The statistics from dairy animals used as beef is not nearly as impressive. In fact, an estimated 60 percent of round cuts from dairy animals had injection site lesions.

But if you ask dairy producers if they are going to change their injection practices, they will likely say no. The typical response is that they sell milk. "As long as they can keep the cow alive, wherever we have to shoot or poke or jab her. We don't care about the surplus cow and what she is worth. Are you absolutely sure that if we give the shot somewhere else, she will be able to produce the same amount of milk?"

Smith adds, the frequency of injection-site lesions in muscles of the round from beef and dairy cow carcasses declined by 11 and 25 percentage points, respectively, from 1998 to 2000. These reductions in the frequency of injection-site lesions are substantial, but not sufficient because one of five beef cattle rounds and more than one of three of dairy cattle rounds still have injection-site lesions. Injection-site lesions in beef and dairy rounds cause about $9 million in losses annually (Roeber et al), Smith says.

Smith's million dollar-plus message is this: Don't inject in a retail cut.

A matter of pride

So, how do you get a client to make changes in the way they inject animals?

Smith says, "I try to tell them it is a matter of pride. I say, 'You are not going to get a penny more for these animals if you do it right or you do it wrong. If you take pride in your industry and you want consumers to be satisfied with your products, then you need to change some of the things you do.' "

Smith explains, "So often we talk about hot-iron branding and castration, and someone in the audience will stand up and say 'Well, I'll do it when they pay me to do it.' I always respond that it is disappointing that you would think that little of your industry. Long-term, this helps everyone concerned."

Smith adds that to get a client to change it might just be making them aware of the issue. "I ask producers, how many of you have seen processing crews putting an injection below the withers? Anything you can do to give the right advice to those people, will be helpful to the beef industry."
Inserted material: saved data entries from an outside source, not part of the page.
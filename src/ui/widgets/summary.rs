use crate::feeds::{CardRef, FeedSnapshot};
use crate::settings::PersistedSettings;
use chrono::Local;
use ratatui::{
    layout::{Constraint, Direction, Layout, Rect},
    style::{Color, Modifier, Style},
    text::{Line, Span},
    widgets::{Block, Borders, Paragraph, Wrap},
    Frame,
};

pub const DRAWER_TITLE: &str = "AICC New Cards Daily Summary";
pub const EMPTY_TEXT: &str = "No summary data loaded.";

/// Lines for the latest and trending sections, shared by the drawer, the popup
/// and the console output.
pub fn summary_lines(snapshot: Option<&FeedSnapshot>) -> Vec<Line<'_>> {
    let Some(snapshot) = snapshot else {
        return vec![Line::from(Span::styled(
            EMPTY_TEXT,
            Style::default().fg(Color::DarkGray),
        ))];
    };

    let mut lines = section(
        "📅 Latest Cards",
        snapshot.latest_cards(),
        &snapshot.summary,
        "[o] See Latest Cards",
    );

    if let Some(trending) = snapshot.trending() {
        lines.push(Line::from(Span::styled(
            "────────────────────────",
            Style::default().fg(Color::DarkGray),
        )));
        lines.extend(section(
            "🔥 Trending Cards",
            trending.cards,
            trending.summary,
            "[t] See Trending Cards",
        ));
    }

    lines
}

fn section<'a>(
    heading: &'static str,
    cards: &'a [CardRef],
    summary: &'a str,
    link_hint: &'static str,
) -> Vec<Line<'a>> {
    let mut lines = vec![Line::from(Span::styled(
        heading,
        Style::default()
            .fg(Color::Cyan)
            .add_modifier(Modifier::BOLD),
    ))];

    for card in cards {
        lines.push(Line::from(vec![
            Span::styled("  ▪ ", Style::default().fg(Color::Yellow)),
            Span::styled(card.title.as_str(), Style::default().fg(Color::White)),
        ]));
    }

    lines.push(Line::from(""));
    lines.push(Line::from(summary));
    lines.push(Line::from(""));
    lines.push(Line::from(Span::styled(
        link_hint,
        Style::default().fg(Color::Green),
    )));
    lines.push(Line::from(""));
    lines
}

/// Flatten styled lines into plain text, one line per row.
pub fn plain_text(lines: &[Line<'_>]) -> String {
    lines
        .iter()
        .map(|line| {
            line.spans
                .iter()
                .map(|span| span.content.as_ref())
                .collect::<String>()
        })
        .collect::<Vec<_>>()
        .join("\n")
}

pub struct SummaryDrawer<'a> {
    pub snapshot: Option<&'a FeedSnapshot>,
    pub settings: &'a PersistedSettings,
    pub button_label: &'a str,
    pub button_idle: bool,
    pub expanded: bool,
}

impl SummaryDrawer<'_> {
    pub fn render(&self, frame: &mut Frame, area: Rect) {
        let indicator = if self.expanded { "▾" } else { "▸" };
        let block = Block::default()
            .title(format!(" {} {} ", indicator, DRAWER_TITLE))
            .borders(Borders::ALL)
            .border_style(Style::default().fg(Color::Cyan));

        if !self.expanded {
            frame.render_widget(block, area);
            return;
        }

        let inner = block.inner(area);
        frame.render_widget(block, area);

        let chunks = Layout::default()
            .direction(Direction::Vertical)
            .constraints([Constraint::Length(4), Constraint::Min(0)])
            .split(inner);

        frame.render_widget(Paragraph::new(self.control_lines()), chunks[0]);

        let summary = Paragraph::new(summary_lines(self.snapshot))
            .block(Block::default().borders(Borders::TOP))
            .wrap(Wrap { trim: false });
        frame.render_widget(summary, chunks[1]);
    }

    fn control_lines(&self) -> Vec<Line<'_>> {
        let checkbox = if self.settings.show_new_cards_popup {
            "[x]"
        } else {
            "[ ]"
        };

        let button_style = if self.button_idle {
            Style::default().fg(Color::Black).bg(Color::Cyan)
        } else {
            Style::default().fg(Color::Black).bg(Color::DarkGray)
        };

        let last_fetched = match self.settings.last_fetched_date {
            Some(date) => date
                .with_timezone(&Local)
                .format("%Y-%m-%d %H:%M")
                .to_string(),
            None => "never".to_string(),
        };

        vec![
            Line::from(vec![
                Span::styled("p ", Style::default().fg(Color::DarkGray)),
                Span::styled(checkbox, Style::default().fg(Color::Yellow)),
                Span::raw(" Show popup when new cards are available"),
            ]),
            Line::from(vec![
                Span::styled("r ", Style::default().fg(Color::DarkGray)),
                Span::styled(format!(" {} ", self.button_label), button_style),
            ]),
            Line::from(Span::styled(
                format!("Last fetched: {}", last_fetched),
                Style::default().fg(Color::DarkGray),
            )),
        ]
    }
}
The objective is to make producers aware of the problem and ask for their help to educate others.

A closer look

Smith says that in a collaborative study with CSU with the help of the pharmaceutical industry, Academy of Veterinary Consultants and American Association of Bovine Practitioners, they wanted to find out if there were products used that might not cause injection-site problems. So, the study looked at seven diffeent compounds to create the lesions. "We found out that even injections with sterile water were causing the problems. It was the wound that was causing the problem more than the adjuvant or whatever was in the medicine. It was much worse with certain adjuvants, than it was with others, but the toughness problem persisted irrespective of what we gave them."

Smith says that agriculture has clearly documented that the injection site lesion stretches far beyond the initial site of the injection.

In some cases, lesions were detected four steaks above and four steaks below the initial penetration site. "It is an enormous loss to the industry," Smith adds.